This directory contains comprehensive architecture documentation and diagrams for the OpenIMP library.

• ARCHITECTURE.md: Complete architecture documentation with ASCII diagrams
  • Data flow from hardware to user application
  • Module architecture and responsibilities
  • Threading model and synchronization
  • Memory management with DMA
  • Module binding via observer pattern
  • Build system and testing

All .mmd files are Mermaid diagrams that can be rendered in various tools:

• data-flow.mmd: End-to-end data flow diagram

  • Shows complete pipeline from kernel driver to user application
  • Includes all intermediate steps and data structures
  • Color-coded by component type

• module-architecture.mmd: Module relationship diagram

  • Shows all 11 modules and their dependencies
  • Distinguishes between core modules, infrastructure, and stubs
  • Illustrates module registration and binding

• threading-model.mmd: Threading and synchronization diagram

  • Shows all thread types (frame capture, encoder, stream)
  • Illustrates synchronization primitives (mutex, semaphore, condvar, eventfd)
  • Thread lifecycle and creation/cancellation

• memory-management.mmd: DMA allocation and buffer management

  • Shows complete flow from IMP_Alloc to VBM frame buffers
  • Kernel driver integration with ioctl and mmap
  • Fallback mechanism for non-DMA systems

1. Mermaid Live Editor: https://mermaid.live/

   • Copy/paste the .mmd file content
   • Interactive editing and rendering
   • Export to PNG/SVG

2. GitHub:

   • GitHub automatically renders .mmd files in markdown
   • View directly in the repository

Install the "Mermaid Preview" extension:

code --install-extension bierner.markdown-mermaid

Then open any .mmd file and use the preview pane.

Install mermaid-cli:

npm install -g @mermaid-js/mermaid-cli

Render to PNG:

mmdc -i data-flow.mmd -o data-flow.png

Render to SVG:

mmdc -i data-flow.mmd -o data-flow.svg

1. Hardware Layer: Ingenic ISP and kernel drivers
2. Kernel Interface: ioctl wrappers for /dev/framechan%d
3. DMA Allocator: Physical memory allocation via /dev/mem
4. VBM: Video buffer manager with frame pools
5. FrameSource: Frame capture with polling thread
6. Encoder: H.264/H.265 encoding with dual threads
7. Codec: Parameter management and FIFO queuing
8. System: Module registry and observer pattern
9. Fifo: Thread-safe queue implementation

Hardware → Kernel Driver → Frame Capture Thread → VBM Pool
    → Observer Pattern → Encoder Thread → Codec Frame FIFO
    → Stream Thread → Codec Stream FIFO → User Application

• Frame Capture Threads: 1 per FrameSource channel (max 5)
• Encoder Threads: 1 per Encoder channel (max 9)
• Stream Threads: 1 per Encoder channel (max 9)
• Total: Up to 23 threads (5 + 9 + 9)

• DMA Buffers: Allocated via kernel driver with mmap
• VBM Pools: 0x180 + (bufcount * 0x428) bytes per pool
• VBM Frames: 0x428 bytes per frame
• Codec: 0x924 bytes per codec instance
• Channels: 0x2e8 bytes (FS) or 0x308 bytes (Encoder)

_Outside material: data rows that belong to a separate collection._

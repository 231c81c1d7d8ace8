//! Privileged operations on the catalog.
//!
//! This service performs no authentication itself; the HTTP layer gates it
//! with [`crate::middleware::admin::RequireAdmin`].

use std::sync::Arc;

use vidcat_core::error::CoreError;
use vidcat_core::types::DbId;
use vidcat_core::video::{normalize_description, validate_title};
use vidcat_db::models::video::Video;
use vidcat_db::store::VideoStore;

#[derive(Clone)]
pub struct AdminService {
    store: Arc<dyn VideoStore>,
}

impl AdminService {
    pub fn new(store: Arc<dyn VideoStore>) -> Self {
        Self { store }
    }

    /// Every video, published or not, newest first.
    pub async fn list_all_videos(&self) -> Result<Vec<Video>, CoreError> {
        self.store.list_all().await
    }

    /// Register a new unpublished video.
    ///
    /// The title is checked before the store is touched, so a rejected upload
    /// never creates a row.
    pub async fn upload_video(
        &self,
        title: Option<&str>,
        description: Option<String>,
    ) -> Result<Video, CoreError> {
        let title = validate_title(title)?;
        let description = normalize_description(description);
        self.store.create(&title, &description).await
    }

    /// Publish by id. Publishing twice is not an error.
    pub async fn publish_video(&self, id: DbId) -> Result<Video, CoreError> {
        self.store.publish(id).await
    }
}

• Total Lines: 4,434 lines of C code
• Library Size: 125KB (static), 88KB (shared)
• Modules: 11 modules (8 core + 3 infrastructure)
• Functions: 105+ functions implemented
• Build Status: ✅ Compiles cleanly

1. Hardware Encoder Integration: Connect to actual Ingenic hardware codec
2. Complete Stream Handling: Full IMPEncoderStream structure
3. Observer Management: Complete observer lifecycle
4. Testing: Integration with prudynt-t on real hardware
5. Performance: Optimize latency and throughput

• Binary: libimp.so v1.1.6 for T31 platform
• Decompiler: Binary Ninja MCP
• Target Application: prudynt-t (open-source camera streaming)
• Hardware: Ingenic T31/T40/T41 SoCs

This is a reverse-engineered implementation for educational and interoperability purposes.